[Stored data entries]
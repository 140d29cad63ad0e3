//! Beam profiler component
//!
//! Wraps a [`BeamAnalyzer`] with the on/off switch and overlay publishing the
//! viewer needs. Each delivered frame goes through an explicit pipeline:
//! analyse, format the heads-up text, sample the ellipse, push all three to
//! the display.

use beam_types::{BeamEstimate, ProfilerSettings};
use log::{debug, warn};

use crate::analyzer::BeamAnalyzer;
use crate::display::ProfilerDisplay;
use crate::ellipse::render_estimate;
use crate::error::{AnalysisError, ConfigError};
use crate::frame::Frame;
use crate::hud::{format_estimate, PROFILER_HUD_KEY};

/// Per-frame beam profiling with display output
#[derive(Debug, Clone)]
pub struct BeamProfiler {
    settings: ProfilerSettings,
    analyzer: BeamAnalyzer,
    last_estimate: Option<BeamEstimate>,
}

impl BeamProfiler {
    pub fn new(settings: ProfilerSettings) -> Result<Self, ConfigError> {
        let analyzer = BeamAnalyzer::new(settings.analyzer)?;
        Ok(Self {
            settings,
            analyzer,
            last_estimate: None,
        })
    }

    pub fn settings(&self) -> &ProfilerSettings {
        &self.settings
    }

    pub fn analyzer(&self) -> &BeamAnalyzer {
        &self.analyzer
    }

    pub fn is_active(&self) -> bool {
        self.settings.active
    }

    /// Most recent successful estimate
    pub fn last_estimate(&self) -> Option<&BeamEstimate> {
        self.last_estimate.as_ref()
    }

    /// Swap in new settings between frames.
    ///
    /// The `active` flag of `settings` is ignored; use [`Self::set_active`]
    /// so the display is kept in step.
    pub fn reconfigure(&mut self, settings: ProfilerSettings) -> Result<(), ConfigError> {
        self.analyzer.reconfigure(settings.analyzer)?;
        self.settings = ProfilerSettings {
            active: self.settings.active,
            ..settings
        };
        Ok(())
    }

    /// Turn analysis on or off.
    ///
    /// Turning it off removes the profiler's heads-up block. Overlay
    /// visibility always follows the flag.
    pub fn set_active<D: ProfilerDisplay + ?Sized>(&mut self, active: bool, display: &mut D) {
        self.settings.active = active;
        if !active {
            display.set_hud(PROFILER_HUD_KEY, None);
        }
        display.set_overlay_visible(active);
    }

    /// Analyse one frame and publish the result.
    ///
    /// Every published result also shows the overlay, so a profiler built
    /// with `active: true` needs no separate [`Self::set_active`] call.
    /// Returns `Ok(None)` without touching the frame while inactive. On
    /// failure the display keeps showing the previous result; the caller
    /// should drop the frame and continue with the next one.
    pub fn process_frame<D: ProfilerDisplay + ?Sized>(
        &mut self,
        frame: &Frame,
        display: &mut D,
    ) -> Result<Option<BeamEstimate>, AnalysisError> {
        if !self.settings.active {
            return Ok(None);
        }

        let estimate = match self.analyzer.analyze(frame) {
            Ok(estimate) => estimate,
            Err(err) => {
                match err.stage() {
                    Some(stage) => warn!("Dropping frame, {stage} failed: {err}"),
                    None => warn!("Dropping frame: {err}"),
                }
                return Err(err);
            }
        };
        debug!(
            "Beam at ({:.2}, {:.2}), axes {:.2} x {:.2}",
            estimate.centroid_x, estimate.centroid_y, estimate.major_axis, estimate.minor_axis
        );

        self.publish(&estimate, display);
        self.last_estimate = Some(estimate);
        Ok(Some(estimate))
    }

    fn publish<D: ProfilerDisplay + ?Sized>(&self, estimate: &BeamEstimate, display: &mut D) {
        display.set_hud(PROFILER_HUD_KEY, Some(format_estimate(estimate)));
        display.set_centroid(Some(estimate.centroid()));
        let points = render_estimate(
            estimate,
            self.settings.num_points,
            self.settings.ellipse_convention,
        );
        display.set_ellipse(&points);
        display.set_overlay_visible(true);
    }
}

#[cfg(test)]
mod tests {
    use super::*;
    use crate::display::Screen;
    use beam_types::{AnalyzerConfig, DEFAULT_NUM_POINTS};
    use ndarray::{s, Array2};

    fn active_settings() -> ProfilerSettings {
        ProfilerSettings {
            active: true,
            ..Default::default()
        }
    }

    fn spot_frame() -> Frame {
        let mut data = Array2::<f64>::zeros((48, 48));
        data.slice_mut(s![20..25, 10..15]).fill(80.0);
        Frame::mono(data)
    }

    #[test]
    fn test_inactive_skips_frames() {
        let mut profiler = BeamProfiler::new(ProfilerSettings::default()).unwrap();
        let mut screen = Screen::new();

        let result = profiler.process_frame(&spot_frame(), &mut screen).unwrap();
        assert!(result.is_none());
        assert!(screen.hud.is_empty());
        assert!(profiler.last_estimate().is_none());
    }

    #[test]
    fn test_active_publishes_overlay() {
        let mut profiler = BeamProfiler::new(active_settings()).unwrap();
        let mut screen = Screen::new();

        let estimate = profiler
            .process_frame(&spot_frame(), &mut screen)
            .unwrap()
            .unwrap();

        approx::assert_relative_eq!(estimate.centroid_x, 12.0, epsilon = 1e-9);
        approx::assert_relative_eq!(estimate.centroid_y, 22.0, epsilon = 1e-9);
        assert_eq!(screen.overlay.centroid, Some(estimate.centroid()));
        assert_eq!(screen.overlay.ellipse.len(), DEFAULT_NUM_POINTS);
        assert!(screen
            .hud
            .get(PROFILER_HUD_KEY)
            .unwrap()
            .starts_with("Centroid: 12.0, 22.0\n"));
        assert_eq!(profiler.last_estimate(), Some(&estimate));
    }

    #[test]
    fn test_active_at_construction_shows_overlay() {
        let mut profiler = BeamProfiler::new(active_settings()).unwrap();
        let mut screen = Screen::new();
        assert!(!screen.overlay.visible);

        profiler.process_frame(&spot_frame(), &mut screen).unwrap();
        assert!(screen.overlay.visible);
    }

    #[test]
    fn test_deactivate_clears_hud() {
        let mut profiler = BeamProfiler::new(active_settings()).unwrap();
        let mut screen = Screen::new();
        screen.hud.set("other", "keep me");

        profiler.set_active(true, &mut screen);
        profiler.process_frame(&spot_frame(), &mut screen).unwrap();
        assert!(screen.overlay.visible);
        assert!(screen.hud.get(PROFILER_HUD_KEY).is_some());

        profiler.set_active(false, &mut screen);
        assert!(!profiler.is_active());
        assert!(!screen.overlay.visible);
        assert!(screen.hud.get(PROFILER_HUD_KEY).is_none());
        assert_eq!(screen.hud.get("other"), Some("keep me"));
    }

    #[test]
    fn test_failed_frame_leaves_display_untouched() {
        let mut profiler = BeamProfiler::new(active_settings()).unwrap();
        let mut screen = Screen::new();
        profiler.process_frame(&spot_frame(), &mut screen).unwrap();
        let before = screen.hud_text();

        let bad = Frame::mono(Array2::from_elem((8, 8), f64::NAN));
        assert!(profiler.process_frame(&bad, &mut screen).is_err());
        assert_eq!(screen.hud_text(), before);
        assert!(profiler.last_estimate().is_some());
    }

    #[test]
    fn test_reconfigure_keeps_active_flag() {
        let mut profiler = BeamProfiler::new(active_settings()).unwrap();
        let new_settings = ProfilerSettings {
            active: false,
            num_points: 12,
            analyzer: AnalyzerConfig {
                num_crops: 0,
                ..Default::default()
            },
            ..Default::default()
        };

        profiler.reconfigure(new_settings).unwrap();
        assert!(profiler.is_active());
        assert_eq!(profiler.settings().num_points, 12);
        assert_eq!(profiler.analyzer().config().num_crops, 0);

        let mut screen = Screen::new();
        profiler.process_frame(&spot_frame(), &mut screen).unwrap();
        assert_eq!(screen.overlay.ellipse.len(), 12);
    }

    #[test]
    fn test_reconfigure_rejects_invalid() {
        let mut profiler = BeamProfiler::new(active_settings()).unwrap();
        let bad = ProfilerSettings {
            analyzer: AnalyzerConfig {
                background_percentile: -1.0,
                ..Default::default()
            },
            num_points: 3,
            ..Default::default()
        };

        assert!(profiler.reconfigure(bad).is_err());
        assert_eq!(profiler.settings().num_points, DEFAULT_NUM_POINTS);
    }
}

Task statement
Within the data above, pick out all lines holding the word "heads".

Output for this task
//! analyse, format the heads-up text, sample the ellipse, push all three to
    /// Turning it off removes the profiler's heads-up block. Overlay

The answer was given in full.